Work to be completed:
The entries should be written out again exactly as they read.

○ ○ ○ ○ ○

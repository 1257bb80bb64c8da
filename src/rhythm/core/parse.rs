//! Parsing of the two per-group input strings into an [`Utterance`].
//!
//! Purpose
//! -------
//! Turn the caller's space-separated numeric strings (units-per-group and
//! amplitude-per-group) into a validated utterance description, including the
//! synthetic catalexis entry when requested.
//!
//! Key behaviors
//! -------------
//! - Each string must split into exactly `group_count` tokens on single
//!   spaces. Doubled, leading, or trailing spaces are malformed input, never
//!   silently collapsed.
//! - Units tokens parse as positive integers; amplitude tokens parse as
//!   strictly positive finite reals. Token order is group order.
//! - Structural invariants (positive unit counts, valid amplitudes, catalexis
//!   amplitude inheritance) are enforced by [`Utterance::new`].
//!
//! Conventions
//! -----------
//! - Token indices in errors are 0-based and identify the group position.
//! - Parsing has no side effects beyond constructing the utterance; a failure
//!   aborts the run before any numeric pass starts.
use crate::rhythm::{
    core::utterance::{StressGroup, Utterance},
    errors::{InputField, RhythmError, RhythmResult},
};

/// Parse the two per-group strings into a validated [`Utterance`].
///
/// Parameters
/// ----------
/// - `group_count`: number of real stress groups; both strings must contain
///   exactly this many tokens. Zero is rejected.
/// - `catalexis`: number of trailing unstressed units; `0` means none.
/// - `units_str`: space-separated positive integers, one per group.
/// - `amplitudes_str`: space-separated positive reals, one per group.
///
/// Returns
/// -------
/// `RhythmResult<Utterance>` with the real groups in token order and, when
/// `catalexis > 0`, a trailing entry whose amplitude is copied from the last
/// real group.
///
/// Errors
/// ------
/// - `RhythmError::NoStressGroups` when `group_count == 0`.
/// - `RhythmError::TokenCountMismatch` when a string does not split into
///   exactly `group_count` tokens (stray whitespace included).
/// - `RhythmError::MalformedToken` when a token fails to parse as its
///   required numeric kind (an empty token from doubled spaces lands here
///   when the count happens to match).
/// - Invariant violations from [`Utterance::new`] (zero unit count, invalid
///   amplitude).
pub fn parse_utterance(
    group_count: usize, catalexis: usize, units_str: &str, amplitudes_str: &str,
) -> RhythmResult<Utterance> {
    if group_count == 0 {
        return Err(RhythmError::NoStressGroups);
    }

    let unit_tokens = split_exact(InputField::Units, units_str, group_count)?;
    let amplitude_tokens = split_exact(InputField::Amplitudes, amplitudes_str, group_count)?;

    let mut groups = Vec::with_capacity(group_count);
    for (index, (unit_token, amplitude_token)) in
        unit_tokens.iter().zip(amplitude_tokens.iter()).enumerate()
    {
        let unit_count: usize = unit_token.parse().map_err(|_| RhythmError::MalformedToken {
            field: InputField::Units,
            index,
            token: (*unit_token).to_string(),
        })?;
        let amplitude: f64 = amplitude_token.parse().map_err(|_| RhythmError::MalformedToken {
            field: InputField::Amplitudes,
            index,
            token: (*amplitude_token).to_string(),
        })?;
        groups.push(StressGroup { unit_count, amplitude });
    }

    Utterance::new(groups, catalexis)
}

/// Split `input` on single spaces and require exactly `expected` tokens.
///
/// Empty tokens produced by stray whitespace count toward the total, so
/// `"4  4"` splits into three tokens and is rejected here with the actual
/// count; an empty token surviving the count check is rejected later as a
/// malformed token.
fn split_exact<'a>(
    field: InputField, input: &'a str, expected: usize,
) -> RhythmResult<Vec<&'a str>> {
    let tokens: Vec<&str> = input.split(' ').collect();
    if tokens.len() != expected {
        return Err(RhythmError::TokenCountMismatch { field, expected, actual: tokens.len() });
    }
    Ok(tokens)
}

#[cfg(test)]
mod tests {
    use super::*;

    // -------------------------------------------------------------------------
    // Scope
    // -----
    // These tests cover:
    // - Happy-path parsing with and without catalexis.
    // - Rejection of stray whitespace, wrong token counts, malformed tokens,
    //   and a zero group count, with the offending field/index reported.
    //
    // These tests intentionally DO NOT cover:
    // - Domain checks on parsed values (zero unit counts, bad amplitudes);
    //   those live with `Utterance::new`.
    // -------------------------------------------------------------------------

    #[test]
    // Purpose
    // -------
    // Verify the reference scenario's inputs parse into the expected
    // utterance with catalexis amplitude inheritance.
    //
    // Given
    // -----
    // - `group_count = 2`, `catalexis = 1`, units "4 4", amplitudes "1 0.5".
    //
    // Expect
    // ------
    // - Two real groups (4, 1.0) and (4, 0.5), catalexis (1, 0.5), N = 9.
    fn parse_utterance_builds_reference_scenario() {
        let utterance = parse_utterance(2, 1, "4 4", "1 0.5").unwrap();

        assert_eq!(
            utterance.groups,
            vec![
                StressGroup { unit_count: 4, amplitude: 1.0 },
                StressGroup { unit_count: 4, amplitude: 0.5 },
            ]
        );
        assert_eq!(utterance.catalexis, Some(StressGroup { unit_count: 1, amplitude: 0.5 }));
        assert_eq!(utterance.total_units(), 9);
    }

    #[test]
    // Purpose
    // -------
    // Ensure a doubled space is rejected rather than collapsed: the extra
    // empty token pushes the count past `group_count`.
    //
    // Given
    // -----
    // - Units string "4  4" for `group_count = 2`.
    //
    // Expect
    // ------
    // - `TokenCountMismatch { field: Units, expected: 2, actual: 3 }`.
    fn parse_utterance_rejects_doubled_space() {
        let result = parse_utterance(2, 0, "4  4", "1 0.5");

        assert_eq!(
            result.unwrap_err(),
            RhythmError::TokenCountMismatch {
                field: InputField::Units,
                expected: 2,
                actual: 3
            }
        );
    }

    #[test]
    // Purpose
    // -------
    // Ensure leading/trailing whitespace and short inputs are rejected with
    // the offending field named.
    //
    // Given
    // -----
    // - A trailing space on the amplitudes string and, separately, a units
    //   string with too few tokens.
    //
    // Expect
    // ------
    // - `TokenCountMismatch` naming `Amplitudes` (actual 3) and `Units`
    //   (actual 1) respectively.
    fn parse_utterance_rejects_wrong_token_counts() {
        assert_eq!(
            parse_utterance(2, 0, "4 4", "1 0.5 ").unwrap_err(),
            RhythmError::TokenCountMismatch {
                field: InputField::Amplitudes,
                expected: 2,
                actual: 3
            }
        );
        assert_eq!(
            parse_utterance(2, 0, "4", "1 0.5").unwrap_err(),
            RhythmError::TokenCountMismatch { field: InputField::Units, expected: 2, actual: 1 }
        );
    }

    #[test]
    // Purpose
    // -------
    // Ensure malformed numeric tokens are reported with field, position, and
    // the raw token. A fractional unit count is malformed: the model
    // consumes integral unit counts.
    //
    // Given
    // -----
    // - Units "4 4.5" (fractional) and amplitudes "1 x" (non-numeric).
    //
    // Expect
    // ------
    // - `MalformedToken { field: Units, index: 1, token: "4.5" }` and
    //   `MalformedToken { field: Amplitudes, index: 1, token: "x" }`.
    fn parse_utterance_rejects_malformed_tokens() {
        assert_eq!(
            parse_utterance(2, 0, "4 4.5", "1 0.5").unwrap_err(),
            RhythmError::MalformedToken {
                field: InputField::Units,
                index: 1,
                token: "4.5".to_string()
            }
        );
        assert_eq!(
            parse_utterance(2, 0, "4 4", "1 x").unwrap_err(),
            RhythmError::MalformedToken {
                field: InputField::Amplitudes,
                index: 1,
                token: "x".to_string()
            }
        );
    }

    #[test]
    // Purpose
    // -------
    // Ensure a zero group count fails fast before any string is inspected.
    //
    // Given
    // -----
    // - `group_count = 0` with otherwise arbitrary strings.
    //
    // Expect
    // ------
    // - `Err(RhythmError::NoStressGroups)`.
    fn parse_utterance_rejects_zero_group_count() {
        assert_eq!(parse_utterance(0, 0, "", "").unwrap_err(), RhythmError::NoStressGroups);
    }
}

○ ○ ○ ○ ○

Your response:
repository 1257bb80bb64c8da
filename src/rhythm/core/parse.rs
//! Parsing of the two per-group input strings into an [`Utterance`].
//!
//! Purpose
//! -------
//! Turn the caller's space-separated numeric strings (units-per-group and
//! amplitude-per-group) into a validated utterance description, including the
//! synthetic catalexis entry when requested.
//!
//! Key behaviors
//! -------------
//! - Each string must split into exactly `group_count` tokens on single
//!   spaces. Doubled, leading, or trailing spaces are malformed input, never
//!   silently collapsed.
//! - Units tokens parse as positive integers; amplitude tokens parse as
//!   strictly positive finite reals. Token order is group order.
//! - Structural invariants (positive unit counts, valid amplitudes, catalexis
//!   amplitude inheritance) are enforced by [`Utterance::new`].
//!
//! Conventions
//! -----------
//! - Token indices in errors are 0-based and identify the group position.
//! - Parsing has no side effects beyond constructing the utterance; a failure
//!   aborts the run before any numeric pass starts.
use crate::rhythm::{
    core::utterance::{StressGroup, Utterance},
    errors::{InputField, RhythmError, RhythmResult},
};

/// Parse the two per-group strings into a validated [`Utterance`].
///
/// Parameters
/// ----------
/// - `group_count`: number of real stress groups; both strings must contain
///   exactly this many tokens. Zero is rejected.
/// - `catalexis`: number of trailing unstressed units; `0` means none.
/// - `units_str`: space-separated positive integers, one per group.
/// - `amplitudes_str`: space-separated positive reals, one per group.
///
/// Returns
/// -------
/// `RhythmResult<Utterance>` with the real groups in token order and, when
/// `catalexis > 0`, a trailing entry whose amplitude is copied from the last
/// real group.
///
/// Errors
/// ------
/// - `RhythmError::NoStressGroups` when `group_count == 0`.
/// - `RhythmError::TokenCountMismatch` when a string does not split into
///   exactly `group_count` tokens (stray whitespace included).
/// - `RhythmError::MalformedToken` when a token fails to parse as its
///   required numeric kind (an empty token from doubled spaces lands here
///   when the count happens to match).
/// - Invariant violations from [`Utterance::new`] (zero unit count, invalid
///   amplitude).
pub fn parse_utterance(
    group_count: usize, catalexis: usize, units_str: &str, amplitudes_str: &str,
) -> RhythmResult<Utterance> {
    if group_count == 0 {
        return Err(RhythmError::NoStressGroups);
    }

    let unit_tokens = split_exact(InputField::Units, units_str, group_count)?;
    let amplitude_tokens = split_exact(InputField::Amplitudes, amplitudes_str, group_count)?;

    let mut groups = Vec::with_capacity(group_count);
    for (index, (unit_token, amplitude_token)) in
        unit_tokens.iter().zip(amplitude_tokens.iter()).enumerate()
    {
        let unit_count: usize = unit_token.parse().map_err(|_| RhythmError::MalformedToken {
            field: InputField::Units,
            index,
            token: (*unit_token).to_string(),
        })?;
        let amplitude: f64 = amplitude_token.parse().map_err(|_| RhythmError::MalformedToken {
            field: InputField::Amplitudes,
            index,
            token: (*amplitude_token).to_string(),
        })?;
        groups.push(StressGroup { unit_count, amplitude });
    }

    Utterance::new(groups, catalexis)
}

/// Split `input` on single spaces and require exactly `expected` tokens.
///
/// Empty tokens produced by stray whitespace count toward the total, so
/// `"4  4"` splits into three tokens and is rejected here with the actual
/// count; an empty token surviving the count check is rejected later as a
/// malformed token.
fn split_exact<'a>(
    field: InputField, input: &'a str, expected: usize,
) -> RhythmResult<Vec<&'a str>> {
    let tokens: Vec<&str> = input.split(' ').collect();
    if tokens.len() != expected {
        return Err(RhythmError::TokenCountMismatch { field, expected, actual: tokens.len() });
    }
    Ok(tokens)
}

#[cfg(test)]
mod tests {
    use super::*;

    // -------------------------------------------------------------------------
    // Scope
    // -----
    // These tests cover:
    // - Happy-path parsing with and without catalexis.
    // - Rejection of stray whitespace, wrong token counts, malformed tokens,
    //   and a zero group count, with the offending field/index reported.
    //
    // These tests intentionally DO NOT cover:
    // - Domain checks on parsed values (zero unit counts, bad amplitudes);
    //   those live with `Utterance::new`.
    // -------------------------------------------------------------------------

    #[test]
    // Purpose
    // -------
    // Verify the reference scenario's inputs parse into the expected
    // utterance with catalexis amplitude inheritance.
    //
    // Given
    // -----
    // - `group_count = 2`, `catalexis = 1`, units "4 4", amplitudes "1 0.5".
    //
    // Expect
    // ------
    // - Two real groups (4, 1.0) and (4, 0.5), catalexis (1, 0.5), N = 9.
    fn parse_utterance_builds_reference_scenario() {
        let utterance = parse_utterance(2, 1, "4 4", "1 0.5").unwrap();

        assert_eq!(
            utterance.groups,
            vec![
                StressGroup { unit_count: 4, amplitude: 1.0 },
                StressGroup { unit_count: 4, amplitude: 0.5 },
            ]
        );
        assert_eq!(utterance.catalexis, Some(StressGroup { unit_count: 1, amplitude: 0.5 }));
        assert_eq!(utterance.total_units(), 9);
    }

    #[test]
    // Purpose
    // -------
    // Ensure a doubled space is rejected rather than collapsed: the extra
    // empty token pushes the count past `group_count`.
    //
    // Given
    // -----
    // - Units string "4  4" for `group_count = 2`.
    //
    // Expect
    // ------
    // - `TokenCountMismatch { field: Units, expected: 2, actual: 3 }`.
    fn parse_utterance_rejects_doubled_space() {
        let result = parse_utterance(2, 0, "4  4", "1 0.5");

        assert_eq!(
            result.unwrap_err(),
            RhythmError::TokenCountMismatch {
                field: InputField::Units,
                expected: 2,
                actual: 3
            }
        );
    }

    #[test]
    // Purpose
    // -------
    // Ensure leading/trailing whitespace and short inputs are rejected with
    // the offending field named.
    //
    // Given
    // -----
    // - A trailing space on the amplitudes string and, separately, a units
    //   string with too few tokens.
    //
    // Expect
    // ------
    // - `TokenCountMismatch` naming `Amplitudes` (actual 3) and `Units`
    //   (actual 1) respectively.
    fn parse_utterance_rejects_wrong_token_counts() {
        assert_eq!(
            parse_utterance(2, 0, "4 4", "1 0.5 ").unwrap_err(),
            RhythmError::TokenCountMismatch {
                field: InputField::Amplitudes,
                expected: 2,
                actual: 3
            }
        );
        assert_eq!(
            parse_utterance(2, 0, "4", "1 0.5").unwrap_err(),
            RhythmError::TokenCountMismatch { field: InputField::Units, expected: 2, actual: 1 }
        );
    }

    #[test]
    // Purpose
    // -------
    // Ensure malformed numeric tokens are reported with field, position, and
    // the raw token. A fractional unit count is malformed: the model
    // consumes integral unit counts.
    //
    // Given
    // -----
    // - Units "4 4.5" (fractional) and amplitudes "1 x" (non-numeric).
    //
    // Expect
    // ------
    // - `MalformedToken { field: Units, index: 1, token: "4.5" }` and
    //   `MalformedToken { field: Amplitudes, index: 1, token: "x" }`.
    fn parse_utterance_rejects_malformed_tokens() {
        assert_eq!(
            parse_utterance(2, 0, "4 4.5", "1 0.5").unwrap_err(),
            RhythmError::MalformedToken {
                field: InputField::Units,
                index: 1,
                token: "4.5".to_string()
            }
        );
        assert_eq!(
            parse_utterance(2, 0, "4 4", "1 x").unwrap_err(),
            RhythmError::MalformedToken {
                field: InputField::Amplitudes,
                index: 1,
                token: "x".to_string()
            }
        );
    }

    #[test]
    // Purpose
    // -------
    // Ensure a zero group count fails fast before any string is inspected.
    //
    // Given
    // -----
    // - `group_count = 0` with otherwise arbitrary strings.
    //
    // Expect
    // ------
    // - `Err(RhythmError::NoStressGroups)`.
    fn parse_utterance_rejects_zero_group_count() {
        assert_eq!(parse_utterance(0, 0, "", "").unwrap_err(), RhythmError::NoStressGroups);
    }
}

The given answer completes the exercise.